In a study published recently in IEEE Transactions on Electromagnetic Compatibility, researchers from the Faculty of Engineering and Computer Science
assessed the risk that a medical device will malfunction when radio
waves that emanate from portable devices like tablet computers are
present in a hospital room.
Hospitals often specify that staff members carrying wireless
transmitters not approach sensitive electronic medical devices any
closer than a designated minimum separation distance (MSD).
“We wanted to see whether this policy really affects the risk of electromagnetic interference,” says the study’s lead author Mehdi Ardavan,
who recently completed his PhD in Electrical Engineering. “But there
were two main obstacles: one was the high cost of determining and
computing the electromagnetic field strength; the second was the lack of
any study on how the medical staff carrying the wireless devices move
around a patient’s bed.”
So Ardavan and his colleagues combined existing methods to develop a
tool to estimate the likelihood that a particular field would affect a
given medical device. The researchers combined this method with a new
mathematical model to account for the roaming nature of the
transmitters, given that hospital staff are almost always on their feet.
“We found that MSD policy really does work. If hospital staff comply
fully with the policy, they can have a tablet in the same room as the
patient and medical equipment without posing a danger,” says Ardavan.
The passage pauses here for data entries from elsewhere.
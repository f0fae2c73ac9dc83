// tests/shared_model_tests.rs
mod common;

use common::*;
use stagehand::{ListMirror, ModelEvent, PipelineModel, PipelineObserver, RecordingObserver, SharedModel, Stage};
use std::sync::Arc;
use std::thread;

#[test]
fn test_concurrent_edits_stay_consistent() {
  setup_tracing();
  let mirror = Arc::new(ListMirror::new());
  let shared = SharedModel::new(PipelineModel::new(mirror.clone()));

  let workers: Vec<_> = (0..4)
    .map(|worker| {
      let shared = shared.clone();
      thread::spawn(move || {
        for round in 0..25 {
          let mut model = shared.write();
          // Every worker races for the singleton stages too.
          model.add(&extractor(&format!("E{worker}")));
          model.add(&sorter(&format!("S{worker}")));
          model.add(&pre(&format!("P{worker}-{round}")));
          if round % 3 == 0 {
            if let Some(id) = model.id_at(model.stage_range(Stage::PreProcessor).start) {
              model.move_down(id).unwrap();
            }
          }
          if round % 5 == 4 {
            let last_pre = model.stage_range(Stage::PreProcessor).end - 1;
            let id = model.id_at(last_pre).unwrap();
            model.delete(id).unwrap();
          }
        }
      })
    })
    .collect();
  for w in workers {
    w.join().unwrap();
  }

  let model = shared.read();
  assert_stage_sorted(&model);
  let counts = model.stage_counts();
  assert_eq!(counts.get(&Stage::Extractor), Some(&1));
  assert_eq!(counts.get(&Stage::Sorter), Some(&1));
  // 25 adds minus 5 deletes per worker.
  assert_eq!(counts.get(&Stage::PreProcessor), Some(&80));
  assert_mirror_in_sync(&model, &mirror);
}

/// Checks, from inside a notification, that no other thread can read.
struct LockProbe {
  shared: parking_lot::Mutex<Option<SharedModel>>,
  recorder: RecordingObserver,
}

impl PipelineObserver for LockProbe {
  fn rows_will_insert(&self, index: usize) {
    if let Some(shared) = self.shared.lock().as_ref() {
      let other = shared.clone();
      let readable = thread::spawn(move || other.try_read().is_some()).join().unwrap();
      assert!(!readable, "model readable mid-insert");
    }
    self.recorder.rows_will_insert(index);
  }

  fn rows_did_insert(&self) {
    self.recorder.rows_did_insert();
  }
}

#[test]
fn test_notifications_run_under_the_write_lock() {
  setup_tracing();
  let probe = Arc::new(LockProbe {
    shared: parking_lot::Mutex::new(None),
    recorder: RecordingObserver::new(),
  });
  let shared = SharedModel::new(PipelineModel::new(probe.clone()));
  *probe.shared.lock() = Some(shared.clone());

  shared.write().add(&pre("P"));
  assert_eq!(probe.recorder.events(), vec![ModelEvent::WillInsert(0), ModelEvent::DidInsert]);
  assert_eq!(shared.read().count(), 1);
  assert_eq!(*shared.map_read(|m| &m.config().message_timeout_ms), 3500);
}
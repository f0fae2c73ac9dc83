// stagehand/src/observer/sink.rs

//! Defines the `PipelineObserver` notification sink and the `MoveNotice`
//! describing a row move, plus the stock sinks that need no state.

use std::sync::Arc;
use std::time::Duration;
use tracing::{event, Level};

/// A block of rows moving inside the list.
///
/// Uses the list-view convention: rows `source_first..=source_last` are
/// placed before the row currently at `destination`, with every index taken
/// *before* the move. Moving row `i` one step down is therefore `(i, i, i + 2)`,
/// not `(i, i, i + 1)`; the model sidesteps that asymmetry by announcing a
/// downward swap as the successor moving up, `(i + 1, i + 1, i)`.
#[derive(Debug, Clone, Copy, PartialEq, Eq)]
pub struct MoveNotice {
  pub source_first: usize,
  pub source_last: usize,
  pub destination: usize,
}

impl MoveNotice {
  /// Single-row move.
  pub fn single(source: usize, destination: usize) -> Self {
    Self {
      source_first: source,
      source_last: source,
      destination,
    }
  }

  /// Whether the notice describes a real move in a list of `len` rows.
  /// A destination inside or right after the source block is a no-op and
  /// is rejected the same way list views reject it.
  pub fn is_valid_for(&self, len: usize) -> bool {
    self.source_first <= self.source_last
      && self.source_last < len
      && self.destination <= len
      && !(self.source_first..=self.source_last + 1).contains(&self.destination)
  }

  /// Applies the move to `rows` with exactly the semantics above.
  /// Returns `false` and leaves `rows` alone if the notice is not valid.
  pub fn apply<T>(&self, rows: &mut Vec<T>) -> bool {
    if !self.is_valid_for(rows.len()) {
      return false;
    }
    let block: Vec<T> = rows.drain(self.source_first..=self.source_last).collect();
    let insert_at = if self.destination > self.source_last {
      self.destination - block.len()
    } else {
      self.destination
    };
    rows.splice(insert_at..insert_at, block);
    true
  }
}

/// Receives structural change notifications and user-facing messages from a
/// [`PipelineModel`](crate::PipelineModel).
///
/// Every structural change arrives as a matched `will`/`did` pair around the
/// single mutation, except a full reset which is announced once, after the
/// model has been emptied. All methods default to doing nothing.
pub trait PipelineObserver: Send + Sync {
  /// The whole list was invalidated and must be rebuilt from the model.
  fn model_reset(&self) {}

  /// A row is about to be inserted at `index`.
  fn rows_will_insert(&self, _index: usize) {}
  fn rows_did_insert(&self) {}

  fn rows_will_move(&self, _notice: MoveNotice) {}
  fn rows_did_move(&self) {}

  /// The row at `index` is about to be removed.
  fn rows_will_remove(&self, _index: usize) {}
  fn rows_did_remove(&self) {}

  /// Shows `text` to the user for `duration` (a status bar line, a toast).
  fn show_transient_message(&self, _text: &str, _duration: Duration) {}
}

/// Discards everything.
#[derive(Debug, Clone, Copy, Default)]
pub struct NullObserver;

impl PipelineObserver for NullObserver {}

/// Logs notifications through `tracing`.
#[derive(Debug, Clone, Copy, Default)]
pub struct TracingObserver;

impl PipelineObserver for TracingObserver {
  fn model_reset(&self) {
    event!(Level::DEBUG, "Model reset.");
  }

  fn rows_will_insert(&self, index: usize) {
    event!(Level::DEBUG, index, "Row insert starting.");
  }

  fn rows_did_insert(&self) {
    event!(Level::TRACE, "Row insert finished.");
  }

  fn rows_will_move(&self, notice: MoveNotice) {
    event!(
      Level::DEBUG,
      source_first = notice.source_first,
      source_last = notice.source_last,
      destination = notice.destination,
      "Row move starting."
    );
  }

  fn rows_did_move(&self) {
    event!(Level::TRACE, "Row move finished.");
  }

  fn rows_will_remove(&self, index: usize) {
    event!(Level::DEBUG, index, "Row removal starting.");
  }

  fn rows_did_remove(&self) {
    event!(Level::TRACE, "Row removal finished.");
  }

  fn show_transient_message(&self, text: &str, duration: Duration) {
    event!(Level::INFO, duration_ms = duration.as_millis() as u64, "{}", text);
  }
}

/// Forwards every notification to each member, in order.
#[derive(Default, Clone)]
pub struct ObserverGroup {
  members: Vec<Arc<dyn PipelineObserver>>,
}

impl ObserverGroup {
  pub fn new() -> Self {
    Self::default()
  }

  pub fn with(mut self, observer: Arc<dyn PipelineObserver>) -> Self {
    self.members.push(observer);
    self
  }

  pub fn len(&self) -> usize {
    self.members.len()
  }

  pub fn is_empty(&self) -> bool {
    self.members.is_empty()
  }
}

impl PipelineObserver for ObserverGroup {
  fn model_reset(&self) {
    self.members.iter().for_each(|o| o.model_reset());
  }

  fn rows_will_insert(&self, index: usize) {
    self.members.iter().for_each(|o| o.rows_will_insert(index));
  }

  fn rows_did_insert(&self) {
    self.members.iter().for_each(|o| o.rows_did_insert());
  }

  fn rows_will_move(&self, notice: MoveNotice) {
    self.members.iter().for_each(|o| o.rows_will_move(notice));
  }

  fn rows_did_move(&self) {
    self.members.iter().for_each(|o| o.rows_did_move());
  }

  fn rows_will_remove(&self, index: usize) {
    self.members.iter().for_each(|o| o.rows_will_remove(index));
  }

  fn rows_did_remove(&self) {
    self.members.iter().for_each(|o| o.rows_did_remove());
  }

  fn show_transient_message(&self, text: &str, duration: Duration) {
    self.members.iter().for_each(|o| o.show_transient_message(text, duration));
  }
}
It’s only when hospital staff become lax with the rules that issues
occur. “We observed that the risk reduces rapidly by increasing the MSD
from zero to a small value. After that, the risk doesn’t decrease when
you increase the MSD beyond a level that we call the optimal MSD. This
indicates that specifying larger minimum separation distances doesn't
necessarily increase safety.”
For Christopher Trueman, senior author and professor in the Department of Electrical and Computer Engineering,
the message is clear. “Hospitals need to be vigilant that staff members
obey the MSD rule. The nature of the problem is that there can never be
zero risk, but by complying with MSD, the risk can be reduced to a low
enough value that it's very unlikely there will be interference.”
The bottom line: keep your wireless device further than arm’s length
from medical equipment and the risk of interference is very small.